Thus, I planned to use 2/3 of the testing data for validation and 1/3 for final test. A number of training/test cycles were performed with this configuration.
Upon finding a suitable model that performs reasonably well, I revised the split process to divide the training dataset (a tenth to validation) and maintain the test dataset unchanged for an unbiased reading on accuracy.
Some of the classes of images have far fewer images for training. To generate new data for these classes, because I am working in grayscale, first I copy each of the color layers as new sample images. If more is required for a class, I also use an equalized histogram version of the image. Finally, for the most underrepresented classes, I also apply slight rotations (no more than a .1 rad) to additional copies of the class. Through this augmentation process, all classes have more than a 1000 images. These small variances add some regularization and appear to be similar to the original dataset. Sample random images from the augmented Pedestrians class are shown above.

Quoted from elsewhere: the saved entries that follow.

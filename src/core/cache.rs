//! Cache-aside access to users and posts.
//!
//! The cache is never authoritative. Reads try the cache and fall through to the
//! durable store on any kind of miss, writes invalidate after the store commits,
//! and no cache failure is ever allowed to fail a request.

use async_trait::async_trait;
use serde::Serialize;
use serde::de::DeserializeOwned;
use std::collections::HashMap;
use std::fmt::Display;
use std::future::Future;
use std::sync::Arc;
use tokio::sync::RwLock;
use tokio::time::{Duration, Instant};

use crate::core::error::{CacheError, Error};

pub(crate) const USER_TTL: Duration = Duration::from_secs(60 * 60);
pub(crate) const POST_TTL: Duration = Duration::from_secs(15 * 60);

#[derive(Clone, Copy, Debug, PartialEq, Eq, Hash)]
pub(crate) enum CacheKey {
    User(i64),
    Post(i64),
}

impl Display for CacheKey {
    fn fmt(&self, f: &mut std::fmt::Formatter<'_>) -> std::fmt::Result {
        match self {
            CacheKey::User(id) => write!(f, "user:{}", id),
            CacheKey::Post(id) => write!(f, "post:{}", id),
        }
    }
}

/// A key/value backend. Every call may fail independently of the store.
#[cfg_attr(test, mockall::automock)]
#[async_trait]
pub(crate) trait Cache: Send + Sync {
    /// `Ok(None)` on a plain miss.
    async fn get(&self, key: &str) -> Result<Option<Vec<u8>>, CacheError>;

    async fn set(&self, key: &str, value: Vec<u8>, ttl: Duration) -> Result<(), CacheError>;

    /// Succeeds when the key is already absent.
    async fn delete(&self, key: &str) -> Result<(), CacheError>;

    /// Drops expired entries, returning how many were removed. Backends that
    /// expire entries on their own have nothing to do here.
    async fn purge_expired(&self) -> Result<u64, CacheError> {
        Ok(0)
    }
}

/// In-process backend with per-entry expiry.
#[derive(Default)]
pub(crate) struct MemoryCache {
    entries: RwLock<HashMap<String, (Vec<u8>, Instant)>>,
}

impl MemoryCache {
    pub(crate) fn new() -> Self {
        Self::default()
    }
}

#[async_trait]
impl Cache for MemoryCache {
    async fn get(&self, key: &str) -> Result<Option<Vec<u8>>, CacheError> {
        let now = Instant::now();

        {
            let entries = self.entries.read().await;
            match entries.get(key) {
                None => return Ok(None),
                Some((value, expiry)) if now < *expiry => return Ok(Some(value.clone())),
                Some(_) => {}
            }
        }

        // expired; only remove it if nobody replaced it in the meantime
        let mut entries = self.entries.write().await;
        if entries.get(key).is_some_and(|(_, expiry)| now >= *expiry) {
            entries.remove(key);
        }

        Ok(None)
    }

    async fn set(&self, key: &str, value: Vec<u8>, ttl: Duration) -> Result<(), CacheError> {
        let expiry = Instant::now() + ttl;
        self.entries
            .write()
            .await
            .insert(key.to_owned(), (value, expiry));

        Ok(())
    }

    async fn delete(&self, key: &str) -> Result<(), CacheError> {
        self.entries.write().await.remove(key);
        Ok(())
    }

    async fn purge_expired(&self) -> Result<u64, CacheError> {
        let now = Instant::now();
        let mut entries = self.entries.write().await;
        let before = entries.len();

        entries.retain(|_, (_, expiry)| now < *expiry);

        Ok((before - entries.len()) as u64)
    }
}

/// Read-through, write-invalidate access to an optional cache backend.
#[derive(Clone)]
pub(crate) struct CacheAside {
    backend: Option<Arc<dyn Cache>>,
    timeout: Duration,
}

impl std::fmt::Debug for CacheAside {
    fn fmt(&self, f: &mut std::fmt::Formatter<'_>) -> std::fmt::Result {
        f.debug_struct("CacheAside")
            .field("enabled", &self.backend.is_some())
            .field("timeout", &self.timeout)
            .finish()
    }
}

impl CacheAside {
    pub(crate) fn new(backend: Arc<dyn Cache>, timeout: Duration) -> Self {
        Self {
            backend: Some(backend),
            timeout,
        }
    }

    pub(crate) fn disabled() -> Self {
        Self {
            backend: None,
            timeout: Duration::ZERO,
        }
    }

    async fn bounded<T>(
        &self,
        operation: impl Future<Output = Result<T, CacheError>>,
    ) -> Result<T, CacheError> {
        tokio::time::timeout(self.timeout, operation)
            .await
            .map_err(|_| CacheError::Timeout)?
    }

    /// Any failure, including an undecodable value, is reported as a miss.
    pub(crate) async fn get<T: DeserializeOwned>(&self, key: CacheKey) -> Option<T> {
        let backend = self.backend.as_ref()?;
        let key = key.to_string();

        let bytes = match self.bounded(backend.get(&key)).await {
            Ok(Some(bytes)) => bytes,
            Ok(None) => return None,
            Err(e) => {
                tracing::warn!(%key, "Cache read failed: {}", e);
                return None;
            }
        };

        match serde_json::from_slice(&bytes) {
            Ok(value) => Some(value),
            Err(e) => {
                tracing::warn!(%key, "Discarding undecodable cache entry: {}", e);
                None
            }
        }
    }

    pub(crate) async fn put<T: Serialize>(&self, key: CacheKey, value: &T, ttl: Duration) {
        let Some(backend) = self.backend.as_ref() else {
            return;
        };
        let key = key.to_string();

        let bytes = match serde_json::to_vec(value) {
            Ok(bytes) => bytes,
            Err(e) => {
                tracing::warn!(%key, "Failed to encode cache entry: {}", e);
                return;
            }
        };

        if let Err(e) = self.bounded(backend.set(&key, bytes, ttl)).await {
            tracing::warn!(%key, "Cache write failed: {}", e);
        }
    }

    /// Must only be called once the durable write has committed.
    pub(crate) async fn invalidate(&self, key: CacheKey) {
        let Some(backend) = self.backend.as_ref() else {
            return;
        };
        let key = key.to_string();

        if let Err(e) = self.bounded(backend.delete(&key)).await {
            tracing::warn!(%key, "Cache invalidation failed: {}", e);
        }
    }

    /// Serve from the cache, or load from the store and populate the cache.
    /// Absent records are not cached.
    pub(crate) async fn read_through<T, F, Fut>(
        &self,
        key: CacheKey,
        ttl: Duration,
        load: F,
    ) -> Result<Option<T>, Error>
    where
        T: Serialize + DeserializeOwned,
        F: FnOnce() -> Fut,
        Fut: Future<Output = Result<Option<T>, Error>>,
    {
        if let Some(value) = self.get(key).await {
            tracing::trace!(%key, "Cache hit");
            return Ok(Some(value));
        }

        let value = load().await?;

        if let Some(value) = &value {
            self.put(key, value, ttl).await;
        }

        Ok(value)
    }

    pub(crate) async fn purge_expired(&self) {
        let Some(backend) = self.backend.as_ref() else {
            return;
        };

        match self.bounded(backend.purge_expired()).await {
            Ok(removed) => tracing::debug!(removed, "Purged expired cache entries"),
            Err(e) => tracing::warn!("Cache purge failed: {}", e),
        }
    }
}

#[cfg(test)]
mod tests {
    use super::*;
    use std::sync::atomic::{AtomicUsize, Ordering};

    fn memory() -> CacheAside {
        CacheAside::new(Arc::new(MemoryCache::new()), Duration::from_secs(1))
    }

    #[test]
    fn test_keys() {
        assert_eq!(CacheKey::User(42).to_string(), "user:42");
        assert_eq!(CacheKey::Post(7).to_string(), "post:7");
    }

    #[tokio::test(start_paused = true)]
    async fn test_memory_cache_expires_entries() {
        let cache = MemoryCache::new();
        cache
            .set("user:1", b"one".to_vec(), Duration::from_secs(10))
            .await
            .unwrap();

        assert_eq!(cache.get("user:1").await.unwrap(), Some(b"one".to_vec()));

        tokio::time::advance(Duration::from_secs(11)).await;

        assert_eq!(cache.get("user:1").await.unwrap(), None);
    }

    #[tokio::test(start_paused = true)]
    async fn test_memory_cache_purge_expired() {
        let cache = MemoryCache::new();
        cache
            .set("short", b"a".to_vec(), Duration::from_secs(1))
            .await
            .unwrap();
        cache
            .set("long", b"b".to_vec(), Duration::from_secs(100))
            .await
            .unwrap();

        tokio::time::advance(Duration::from_secs(2)).await;

        assert_eq!(cache.purge_expired().await.unwrap(), 1);
        assert!(cache.get("long").await.unwrap().is_some());
    }

    #[tokio::test]
    async fn test_read_through_populates_then_hits() {
        let cache = memory();
        let loads = AtomicUsize::new(0);

        for _ in 0..3 {
            let value = cache
                .read_through(CacheKey::Post(1), POST_TTL, || async {
                    loads.fetch_add(1, Ordering::SeqCst);
                    Ok(Some("fresh".to_string()))
                })
                .await
                .unwrap();

            assert_eq!(value.as_deref(), Some("fresh"));
        }

        assert_eq!(loads.load(Ordering::SeqCst), 1);
    }

    #[tokio::test]
    async fn test_absent_records_are_not_cached() {
        let cache = memory();

        let value: Option<String> = cache
            .read_through(CacheKey::User(9), USER_TTL, || async { Ok(None) })
            .await
            .unwrap();

        assert!(value.is_none());
        assert!(cache.get::<String>(CacheKey::User(9)).await.is_none());
    }

    #[tokio::test]
    async fn test_invalidate_serves_fresh_value() {
        let cache = memory();
        cache.put(CacheKey::Post(1), &"stale", POST_TTL).await;

        // durable write happens here, then the key is invalidated
        cache.invalidate(CacheKey::Post(1)).await;

        let value = cache
            .read_through(CacheKey::Post(1), POST_TTL, || async {
                Ok(Some("fresh".to_string()))
            })
            .await
            .unwrap();

        assert_eq!(value.as_deref(), Some("fresh"));
    }

    #[tokio::test]
    async fn test_backend_failure_falls_through_to_store() {
        let mut backend = MockCache::new();
        backend
            .expect_get()
            .returning(|_| Err(CacheError::Unavailable("connection refused".into())));
        backend
            .expect_set()
            .times(1)
            .returning(|_, _, _| Err(CacheError::Unavailable("connection refused".into())));

        let cache = CacheAside::new(Arc::new(backend), Duration::from_secs(1));

        let value = cache
            .read_through(CacheKey::User(42), USER_TTL, || async {
                Ok(Some("from store".to_string()))
            })
            .await
            .unwrap();

        assert_eq!(value.as_deref(), Some("from store"));
    }

    #[tokio::test]
    async fn test_undecodable_entry_is_a_miss() {
        let mut backend = MockCache::new();
        backend
            .expect_get()
            .returning(|_| Ok(Some(b"not json".to_vec())));
        backend.expect_set().returning(|_, _, _| Ok(()));

        let cache = CacheAside::new(Arc::new(backend), Duration::from_secs(1));

        let value = cache
            .read_through(CacheKey::Post(3), POST_TTL, || async { Ok(Some(3_i64)) })
            .await
            .unwrap();

        assert_eq!(value, Some(3));
    }

    #[tokio::test]
    async fn test_store_errors_propagate() {
        let cache = memory();

        let result: Result<Option<String>, Error> = cache
            .read_through(CacheKey::User(1), USER_TTL, || async {
                Err(Error::DependencyUnavailable("database"))
            })
            .await;

        assert!(matches!(result, Err(Error::DependencyUnavailable(_))));
    }

    #[tokio::test]
    async fn test_disabled_cache_always_loads() {
        let cache = CacheAside::disabled();
        let loads = AtomicUsize::new(0);

        for _ in 0..2 {
            cache
                .read_through(CacheKey::User(1), USER_TTL, || async {
                    loads.fetch_add(1, Ordering::SeqCst);
                    Ok(Some(1_i64))
                })
                .await
                .unwrap();
        }

        assert_eq!(loads.load(Ordering::SeqCst), 2);
    }
}
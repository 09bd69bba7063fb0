pub(crate) mod post;
pub(crate) mod request;
pub(crate) mod response;
pub(crate) mod user;
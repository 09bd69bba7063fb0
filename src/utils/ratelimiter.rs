use axum::extract::{ConnectInfo, Request, State};
use axum::{body::Body, http::Response, middleware::Next};
use std::collections::HashMap;
use std::hash::{DefaultHasher, Hash, Hasher};
use std::net::SocketAddr;
use std::sync::Arc;
use std::sync::atomic::{AtomicU32, Ordering};
use tokio::sync::RwLock;
use tokio::time::{Duration, Instant};

use crate::core::error::Error;
use crate::core::state::AppState;

#[derive(Debug)]
struct Window {
    count: AtomicU32,
    expiry: Instant,
}

impl Window {
    fn open(now: Instant, length: Duration) -> Self {
        Self {
            count: AtomicU32::new(1),
            expiry: now + length,
        }
    }

    /// Increments the counter unless it is already at `limit`.
    fn try_admit(&self, limit: u32) -> bool {
        self.count
            .fetch_update(Ordering::AcqRel, Ordering::Acquire, |count| {
                (count < limit).then_some(count + 1)
            })
            .is_ok()
    }
}

#[derive(Clone, Copy, Debug, PartialEq, Eq)]
pub(crate) struct Decision {
    pub(crate) permitted: bool,
    pub(crate) retry_after: Duration,
}

impl Decision {
    fn permit() -> Self {
        Self {
            permitted: true,
            retry_after: Duration::ZERO,
        }
    }

    fn deny(retry_after: Duration) -> Self {
        Self {
            permitted: false,
            retry_after,
        }
    }
}

type Shard = RwLock<HashMap<String, Window>>;

/// Fixed-window request counter per client. Clients are spread over
/// independently locked shards; stale windows are dropped by `sweep`.
#[derive(Clone)]
pub(crate) struct Ratelimiter {
    enabled: bool,
    max_requests: u32,
    window_length: Duration,
    shards: Arc<[Shard]>,
}

impl std::fmt::Debug for Ratelimiter {
    fn fmt(&self, f: &mut std::fmt::Formatter<'_>) -> std::fmt::Result {
        f.debug_struct("Ratelimiter")
            .field("enabled", &self.enabled)
            .field("max_requests", &self.max_requests)
            .field("window_length", &self.window_length)
            .field("shards", &self.shards.len())
            .finish()
    }
}

impl Ratelimiter {
    pub(crate) fn new(
        enabled: bool,
        max_requests: u32,
        window_length: Duration,
        shards: usize,
    ) -> Self {
        assert!(max_requests > 0);

        Self {
            enabled,
            max_requests,
            window_length,
            shards: (0..shards.max(1))
                .map(|_| RwLock::new(HashMap::new()))
                .collect(),
        }
    }

    fn shard(&self, key: &str) -> &Shard {
        let mut hasher = DefaultHasher::new();
        key.hash(&mut hasher);

        &self.shards[(hasher.finish() % self.shards.len() as u64) as usize]
    }

    /// Counts a request from `key` against its current window.
    pub(crate) async fn allow(&self, key: &str) -> Decision {
        if !self.enabled {
            return Decision::permit();
        }

        let shard = self.shard(key);
        let now = Instant::now();

        {
            let windows = shard.read().await;
            if let Some(window) = windows.get(key).filter(|window| now < window.expiry) {
                return self.admit(window, now);
            }
        }

        let mut windows = shard.write().await;

        // someone may have opened a window while we waited for the lock
        if let Some(window) = windows.get(key).filter(|window| now < window.expiry) {
            return self.admit(window, now);
        }

        windows.insert(key.to_owned(), Window::open(now, self.window_length));

        Decision::permit()
    }

    fn admit(&self, window: &Window, now: Instant) -> Decision {
        if window.try_admit(self.max_requests) {
            Decision::permit()
        } else {
            Decision::deny(window.expiry - now)
        }
    }

    /// Drops windows that expired at least one window length ago. Returns the
    /// number removed.
    pub(crate) async fn sweep(&self) -> usize {
        let now = Instant::now();
        let mut removed = 0;

        for shard in self.shards.iter() {
            let mut windows = shard.write().await;
            let before = windows.len();

            windows.retain(|_, window| now < window.expiry + self.window_length);

            removed += before - windows.len();
        }

        removed
    }

    pub(crate) async fn tracked_clients(&self) -> usize {
        let mut total = 0;
        for shard in self.shards.iter() {
            total += shard.read().await.len();
        }
        total
    }
}

/// First `X-Forwarded-For` entry, else the peer address without its port.
pub(crate) fn client_key(request: &Request) -> String {
    let forwarded = request
        .headers()
        .get("x-forwarded-for")
        .and_then(|value| value.to_str().ok())
        .and_then(|value| value.split(',').next())
        .map(str::trim)
        .filter(|value| !value.is_empty());

    if let Some(client) = forwarded {
        return client.to_owned();
    }

    request
        .extensions()
        .get::<ConnectInfo<SocketAddr>>()
        .map(|ConnectInfo(addr)| addr.ip().to_string())
        .unwrap_or_else(|| "unknown".to_owned())
}

pub(crate) async fn rate_limit(
    State(state): State<AppState>,
    request: Request,
    next: Next,
) -> Result<Response<Body>, Error> {
    let client = client_key(&request);
    let decision = state.ratelimiter.allow(&client).await;

    if !decision.permitted {
        tracing::info!(%client, "Rate limit exceeded");
        return Err(Error::RateLimited(decision.retry_after));
    }

    Ok(next.run(request).await)
}
use crate::core::error;
use crate::core::state::AppState;
use crate::routes::{auth, health, post, user};
use crate::utils;
use axum::error_handling::HandleErrorLayer;
use axum::{
    Router,
    extract::{MatchedPath, Request},
    http::{Method, header},
    middleware,
    routing::get,
};
use std::time::Duration;
use tower::ServiceBuilder;
use tower_http::{
    cors::{self, CorsLayer},
    trace::TraceLayer,
};
use tracing::info_span;

pub(crate) fn routes(state: AppState) -> Router {
    let protected_routes = Router::new()
        .route("/users/me", get(user::me).put(user::update_me))
        .route("/posts", get(post::list).post(post::create))
        .route(
            "/posts/{id}",
            get(post::get).put(post::update).delete(post::delete),
        )
        .route_layer(middleware::from_fn_with_state(
            state.clone(),
            utils::auth::authenticate,
        ));

    let api = Router::new()
        .route("/health", get(health::health))
        .route("/users", axum::routing::post(auth::register))
        .route("/auth/token", axum::routing::post(auth::sign_in))
        .merge(protected_routes);

    Router::new()
        .nest("/api/v1", api)
        // every request is counted, including ones that end up unauthenticated
        .layer(middleware::from_fn_with_state(
            state.clone(),
            utils::ratelimiter::rate_limit,
        ))
        .with_state(state)
        .layer(
            ServiceBuilder::new()
                .layer(
                    TraceLayer::new_for_http().make_span_with(|request: &Request<_>| {
                        let matched_path = request
                            .extensions()
                            .get::<MatchedPath>()
                            .map(MatchedPath::as_str);

                        info_span!(
                            "request",
                            method = ?request.method(),
                            matched_path,
                        )
                    }),
                )
                .layer(HandleErrorLayer::new(error::handle_middleware_errors))
                .timeout(Duration::from_secs(60))
                .layer(
                    CorsLayer::new()
                        .allow_methods([Method::GET, Method::POST, Method::PUT, Method::DELETE])
                        .allow_headers([header::AUTHORIZATION, header::CONTENT_TYPE])
                        .allow_origin(cors::Any)
                        .expose_headers([header::RETRY_AFTER]),
                ),
        )
}

#[cfg(test)]
mod tests {
    use super::*;
    use crate::core::store::{MockPostStore, MockUserStore};
    use crate::test_support::{self, bearer, post, user};
    use axum::body::Body;
    use axum::extract::ConnectInfo;
    use axum::http::{HeaderMap, StatusCode};
    use axum::response::Response;
    use mockall::predicate::eq;
    use std::net::SocketAddr;
    use tower::ServiceExt;

    fn request(method: Method, uri: &str, headers: HeaderMap, body: Option<&str>) -> Request {
        let mut builder = axum::http::Request::builder().method(method).uri(uri);

        let body = match body {
            Some(json) => {
                builder = builder.header(header::CONTENT_TYPE, "application/json");
                Body::from(json.to_owned())
            }
            None => Body::empty(),
        };

        let mut request = builder.body(body).unwrap();
        request.headers_mut().extend(headers);
        request
            .extensions_mut()
            .insert(ConnectInfo(SocketAddr::from(([203, 0, 113, 9], 40000))));
        request
    }

    async fn json(response: Response) -> serde_json::Value {
        let bytes = axum::body::to_bytes(response.into_body(), usize::MAX)
            .await
            .unwrap();
        serde_json::from_slice(&bytes).unwrap()
    }

    fn active_users() -> MockUserStore {
        let mut users = MockUserStore::new();
        users
            .expect_get_by_id()
            .returning(|id| Ok(Some(user(id, id != 13))));
        users
    }

    #[tokio::test]
    async fn test_health_is_public() {
        let app = routes(test_support::state(
            MockUserStore::new(),
            MockPostStore::new(),
            100,
        ));

        let response = app
            .oneshot(request(Method::GET, "/api/v1/health", HeaderMap::new(), None))
            .await
            .unwrap();

        assert_eq!(response.status(), StatusCode::OK);
        assert_eq!(json(response).await["data"]["status"], "available");
    }

    #[tokio::test]
    async fn test_me_requires_token() {
        let app = routes(test_support::state(active_users(), MockPostStore::new(), 100));

        let response = app
            .clone()
            .oneshot(request(Method::GET, "/api/v1/users/me", HeaderMap::new(), None))
            .await
            .unwrap();
        assert_eq!(response.status(), StatusCode::UNAUTHORIZED);

        let response = app
            .oneshot(request(Method::GET, "/api/v1/users/me", bearer(42), None))
            .await
            .unwrap();
        assert_eq!(response.status(), StatusCode::OK);
        assert_eq!(json(response).await["data"]["id"], 42);
    }

    #[tokio::test]
    async fn test_forged_and_unknown_identities_look_the_same() {
        let mut users = MockUserStore::new();
        users.expect_get_by_id().returning(|_| Ok(None));
        let app = routes(test_support::state(users, MockPostStore::new(), 100));

        let mut forged = HeaderMap::new();
        forged.insert(
            header::AUTHORIZATION,
            "Bearer eyJhbGciOiJIUzI1NiJ9.e30.c2lnbmF0dXJl".parse().unwrap(),
        );

        let unknown = app
            .clone()
            .oneshot(request(Method::GET, "/api/v1/users/me", bearer(77), None))
            .await
            .unwrap();
        let forged = app
            .oneshot(request(Method::GET, "/api/v1/users/me", forged, None))
            .await
            .unwrap();

        assert_eq!(unknown.status(), StatusCode::UNAUTHORIZED);
        assert_eq!(forged.status(), StatusCode::UNAUTHORIZED);
        assert_eq!(json(unknown).await, json(forged).await);
    }

    #[tokio::test]
    async fn test_inactive_account_is_forbidden() {
        let app = routes(test_support::state(active_users(), MockPostStore::new(), 100));

        let response = app
            .oneshot(request(Method::GET, "/api/v1/users/me", bearer(13), None))
            .await
            .unwrap();

        assert_eq!(response.status(), StatusCode::FORBIDDEN);
    }

    #[tokio::test]
    async fn test_rate_limit_applies_before_authentication() {
        let app = routes(test_support::state(
            MockUserStore::new(),
            MockPostStore::new(),
            2,
        ));

        for _ in 0..2 {
            let response = app
                .clone()
                .oneshot(request(Method::GET, "/api/v1/users/me", HeaderMap::new(), None))
                .await
                .unwrap();
            assert_eq!(response.status(), StatusCode::UNAUTHORIZED);
        }

        let response = app
            .clone()
            .oneshot(request(Method::GET, "/api/v1/users/me", HeaderMap::new(), None))
            .await
            .unwrap();
        assert_eq!(response.status(), StatusCode::TOO_MANY_REQUESTS);

        let retry_after: u64 = response
            .headers()
            .get(header::RETRY_AFTER)
            .unwrap()
            .to_str()
            .unwrap()
            .parse()
            .unwrap();
        assert!(retry_after > 0 && retry_after <= 60);

        // a different forwarded client still gets through
        let mut headers = HeaderMap::new();
        headers.insert("x-forwarded-for", "198.51.100.20".parse().unwrap());
        let response = app
            .oneshot(request(Method::GET, "/api/v1/health", headers, None))
            .await
            .unwrap();
        assert_eq!(response.status(), StatusCode::OK);
    }

    #[tokio::test]
    async fn test_register_validation() {
        let mut users = MockUserStore::new();
        users.expect_create().never();
        let app = routes(test_support::state(users, MockPostStore::new(), 100));

        let response = app
            .oneshot(request(
                Method::POST,
                "/api/v1/users",
                HeaderMap::new(),
                Some(r#"{"username":"ab","email":"ferris@example.com","password":"password123"}"#),
            ))
            .await
            .unwrap();

        assert_eq!(response.status(), StatusCode::UNPROCESSABLE_ENTITY);
        assert_eq!(json(response).await["errors"][0]["field"], "username");
    }

    #[tokio::test]
    async fn test_malformed_body_is_bad_request() {
        let app = routes(test_support::state(
            MockUserStore::new(),
            MockPostStore::new(),
            100,
        ));

        let response = app
            .oneshot(request(
                Method::POST,
                "/api/v1/auth/token",
                HeaderMap::new(),
                Some("{not json"),
            ))
            .await
            .unwrap();

        assert_eq!(response.status(), StatusCode::BAD_REQUEST);
    }

    #[tokio::test]
    async fn test_post_routes() {
        let mut posts = MockPostStore::new();
        posts
            .expect_get_by_id()
            .with(eq(3))
            .returning(|id| Ok(Some(post(id, 42))));
        posts
            .expect_list()
            .returning(|_, _| Ok((vec![post(3, 42)], 1)));
        let app = routes(test_support::state(active_users(), posts, 100));

        let response = app
            .clone()
            .oneshot(request(Method::GET, "/api/v1/posts/3", bearer(42), None))
            .await
            .unwrap();
        assert_eq!(response.status(), StatusCode::OK);
        assert_eq!(json(response).await["data"]["user"]["id"], 42);

        let response = app
            .clone()
            .oneshot(request(Method::GET, "/api/v1/posts/abc", bearer(42), None))
            .await
            .unwrap();
        assert_eq!(response.status(), StatusCode::BAD_REQUEST);

        let response = app
            .oneshot(request(
                Method::GET,
                "/api/v1/posts?page_size=5&sort=asc",
                bearer(42),
                None,
            ))
            .await
            .unwrap();
        assert_eq!(response.status(), StatusCode::OK);

        let body = json(response).await;
        assert_eq!(body["meta"]["page_size"], 5);
        assert_eq!(body["meta"]["total_records"], 1);
    }

    #[tokio::test]
    async fn test_malformed_query_is_json_bad_request() {
        let mut posts = MockPostStore::new();
        posts.expect_list().never();
        let app = routes(test_support::state(active_users(), posts, 100));

        let response = app
            .oneshot(request(
                Method::GET,
                "/api/v1/posts?page=1&page=2",
                bearer(42),
                None,
            ))
            .await
            .unwrap();

        assert_eq!(response.status(), StatusCode::BAD_REQUEST);
        assert!(json(response).await["error"].is_string());
    }

    #[tokio::test]
    async fn test_non_owner_cannot_update() {
        let mut posts = MockPostStore::new();
        posts
            .expect_get_by_id()
            .returning(|id| Ok(Some(post(id, 1))));
        posts.expect_update().never();
        let app = routes(test_support::state(active_users(), posts, 100));

        let response = app
            .oneshot(request(
                Method::PUT,
                "/api/v1/posts/3",
                bearer(42),
                Some(r#"{"title":"Not yours"}"#),
            ))
            .await
            .unwrap();

        assert_eq!(response.status(), StatusCode::FORBIDDEN);
    }

    #[tokio::test]
    async fn test_owner_can_delete() {
        let mut posts = MockPostStore::new();
        posts
            .expect_get_by_id()
            .returning(|id| Ok(Some(post(id, 42))));
        posts.expect_delete().with(eq(3)).returning(|_| Ok(true));
        let app = routes(test_support::state(active_users(), posts, 100));

        let response = app
            .oneshot(request(Method::DELETE, "/api/v1/posts/3", bearer(42), None))
            .await
            .unwrap();

        assert_eq!(response.status(), StatusCode::NO_CONTENT);
    }
}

# Model 9: variant of model 6
keep_prob = tf.placeholder(tf.float32) # feed with keep probability where 1= keep
x = inputLayer(out_sx=32, out_sy=32, out_depth=1)
l1 = convLayer(x, sx=5, depth=1, filters=16)
l2 = tf.nn.dropout(poolLayer(l1, sx=2, stride=2), keep_prob)
l3 = convLayer(l2, sx=3, depth=16, filters=24) #depth = prev layer filters
l4 = tf.nn.dropout(poolLayer(l3, sx=2, stride=2), keep_prob)
l5 = convLayer(l4, sx=3, depth=24, filters=32)
l6 = tf.nn.dropout(poolLayer(l5, sx=2, stride=2), keep_prob)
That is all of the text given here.